Der Marvin

Das war so ein klassischer Fall von gutem Lauf. Ich hatte vom Stand weg eine nur kurze Tour bekommen, bin dann etwas bedröppelt drei Kilometer durch die Gegend gegurkt, hab Winker für einen Zwanni bekommen und als die aussteigen wollten, stand draußen schon der Marvin.

„Ist hier gleich frei, mal ehrlich, kann ich dann, ja, ja?“,

fragte er das unspektakuläre Pärchen, das ich in Niederschöneweide absetzen wollte und das erst mal das mit dem Zahlen hinkriegen wollte.

„Isser frei, frag ja nur, sagt doch! Ja? Ja?“

„Is‘ ja gut. Ja, er is‘ gleich frei – aber entscheiden muss der Fahrer das selber!“,

fauchte es von der Rückbank zurück. Marvin kümmerte der unleidliche Tonfall keine Spur:

„Super! Suuuper! Das‘ ja’n Ding! So ein Glück! Ich raste gleich aus!“

Die nächsten zehn Sekunden bemerkte er, dass er eine Bierflasche in der Hand hatte und fürchtete, deswegen nicht mitgenommen zu werden. Anstatt deswegen mal kurz mich zu fragen (und ein ok zu bekommen), versuchte er, das Bier meinem aussteigenden Fahrgast in die Hand zu drücken:

„Nimm doch. Mann, nimm jetzt. War teuer, muss weg, freu Dich!“

Wer jetzt glaubt, der Kerl hätte einen an der Klatsche gehabt, der hat das ganze Ausmaß noch nicht begriffen. Hatte ich zu dem Zeitpunkt auch noch nicht. Marvin nannte mir mal eben eine Zieladresse in Weißensee und beschloss, mir 100€ Vorschuss zu geben. Ich hab abgeklärt geantwortet, dass wir vermutlich leicht unter dem Betrag nach Weißensee kommen würden. Also eher so 30€.

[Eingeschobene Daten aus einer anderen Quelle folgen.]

mod config;

use std::{path::PathBuf, sync::Arc};

use anyhow::{bail, Context, Result};
use clap::{Parser, Subcommand, ValueEnum};
use client_core::{
    media::is_valid_email, ControllerEvent, DubbingApi, HttpDubbingApi, JobController, JobDriver,
    JobOutcome, JobPhase, JobState, MediaFile, NoPlayback, SymphoniaProbe,
};
use shared::{domain::{JobId, LanguageSide}, languages::languages_for};
use tokio::sync::watch;
use tracing::{info, warn};
use tracing_subscriber::EnvFilter;

#[derive(Parser, Debug)]
#[command(name = "dubctl", about = "Submit clips for dubbing and collect the translated media")]
struct Cli {
    /// Base URL of the dubbing service.
    #[arg(long, global = true)]
    api_url: Option<String>,
    #[command(subcommand)]
    command: Commands,
}

#[derive(Subcommand, Debug)]
enum Commands {
    /// Upload a clip, wait for the translation and save it.
    Translate {
        file: PathBuf,
        #[arg(long)]
        source: Option<String>,
        #[arg(long)]
        target: Option<String>,
        /// Address notified when the job finishes.
        #[arg(long)]
        email: Option<String>,
        #[arg(long)]
        output_dir: Option<PathBuf>,
        /// Skip the duration probe and keep polling through status errors.
        #[arg(long)]
        lenient: bool,
    },
    /// List the selectable languages.
    Languages {
        #[arg(long, value_enum, default_value_t = Side::Target)]
        side: Side,
    },
    /// Show the status of an already submitted job.
    Status { job_id: String },
    /// Attach a notification address to an already submitted job.
    AttachEmail { job_id: String, email: String },
}

#[derive(Clone, Copy, Debug, ValueEnum)]
enum Side {
    Source,
    Target,
}

impl From<Side> for LanguageSide {
    fn from(side: Side) -> Self {
        match side {
            Side::Source => LanguageSide::Source,
            Side::Target => LanguageSide::Target,
        }
    }
}

#[tokio::main]
async fn main() -> Result<()> {
    let cli = Cli::parse();
    let mut settings = config::load_settings();
    tracing_subscriber::fmt()
        .with_env_filter(
            EnvFilter::try_from_default_env()
                .unwrap_or_else(|_| EnvFilter::new(&settings.log_filter)),
        )
        .init();

    if let Some(api_url) = cli.api_url {
        settings.api_url = api_url;
    }

    match cli.command {
        Commands::Translate {
            file,
            source,
            target,
            email,
            output_dir,
            lenient,
        } => {
            if let Some(v) = source {
                settings.source_language = v;
            }
            if let Some(v) = target {
                settings.target_language = v;
            }
            if email.is_some() {
                settings.email = email;
            }
            if let Some(v) = output_dir {
                settings.output_dir = v;
            }
            settings.lenient |= lenient;
            translate(&settings, file).await
        }
        Commands::Languages { side } => {
            for language in languages_for(side.into()) {
                println!("{:<10} {}", language.locale, language.label);
            }
            Ok(())
        }
        Commands::Status { job_id } => {
            let api = HttpDubbingApi::new(settings.api_url.as_str())?;
            let status = api
                .job_status(&JobId::from(job_id.as_str()))
                .await
                .with_context(|| format!("failed to fetch status of job {job_id}"))?;
            println!("status: {:?}", status.status);
            if let Some(url) = status.download_url() {
                println!("download: {url}");
            }
            if let Some(reason) = status.failure_reason.as_deref() {
                println!("reason: {reason}");
            }
            Ok(())
        }
        Commands::AttachEmail { job_id, email } => {
            if !is_valid_email(&email) {
                bail!("'{email}' is not a valid email address");
            }
            let api = HttpDubbingApi::new(settings.api_url.as_str())?;
            api.update_email(&JobId::from(job_id.as_str()), &email)
                .await
                .with_context(|| format!("failed to attach email to job {job_id}"))?;
            println!("Email updated to {email}");
            Ok(())
        }
    }
}

async fn translate(settings: &config::Settings, path: PathBuf) -> Result<()> {
    let file = MediaFile::from_path(&path).await?;
    info!(
        api_url = %settings.api_url,
        source = %settings.source_language,
        target = %settings.target_language,
        policy = %settings.describe_policy(),
        "starting translation"
    );

    let controller = JobController::with_languages(
        settings.policy(),
        settings.source_language.clone(),
        settings.target_language.clone(),
    );
    let mut driver = JobDriver::from_controller(
        controller,
        Arc::new(HttpDubbingApi::new(settings.api_url.as_str())?),
        Arc::new(SymphoniaProbe),
        Arc::new(NoPlayback),
    );

    let events = driver.event_sender();
    tokio::spawn(async move {
        if tokio::signal::ctrl_c().await.is_ok() {
            warn!("interrupt received; cancelling job");
            let _ = events.send(ControllerEvent::Cancel);
        }
    });
    tokio::spawn(report_progress(driver.subscribe()));

    if let Some(email) = &settings.email {
        driver.dispatch(ControllerEvent::EmailEdited(email.clone()));
    }
    driver.dispatch(ControllerEvent::FileSelected(file));

    match driver.run_until_settled().await {
        JobOutcome::Completed { file_name, data } => {
            tokio::fs::create_dir_all(&settings.output_dir)
                .await
                .with_context(|| {
                    format!("failed to create output dir {}", settings.output_dir.display())
                })?;
            let target = settings.output_dir.join(&file_name);
            tokio::fs::write(&target, &data)
                .await
                .with_context(|| format!("failed to write {}", target.display()))?;
            println!("Saved {} ({} bytes)", target.display(), data.len());
            Ok(())
        }
        JobOutcome::Cancelled => {
            println!("Job cancelled");
            Ok(())
        }
        JobOutcome::Failed(reason) => bail!("translation failed: {reason}"),
        JobOutcome::Rejected(message) => bail!("{message}"),
        JobOutcome::Idle => bail!("job ended without a result"),
    }
}

async fn report_progress(mut snapshots: watch::Receiver<JobState>) {
    let mut last = (JobPhase::Idle, 0);
    while snapshots.changed().await.is_ok() {
        let (phase, progress, job_id) = {
            let state = snapshots.borrow_and_update();
            (state.phase, state.progress, state.job_id.clone())
        };
        if (phase, progress) == last {
            continue;
        }
        last = (phase, progress);
        match job_id {
            Some(job_id) => eprintln!("[{phase:?}] {progress:>3}% job {job_id}"),
            None => eprintln!("[{phase:?}] {progress:>3}%"),
        }
    }
}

„Is aber kein Problem. Ich kann Dir auch 100 Schweizer Franken geben. Oder ich geb Dir tausend. Oder einen Zwanni. Ganz wie Du willst, ganz wie Du willst … aber ich muss kurz pissen, is dringend. Halt mal hier an bitte!“

Da hatten wir gerade mal einhundert Meter Fahrt und 45 Sekunden hinter uns.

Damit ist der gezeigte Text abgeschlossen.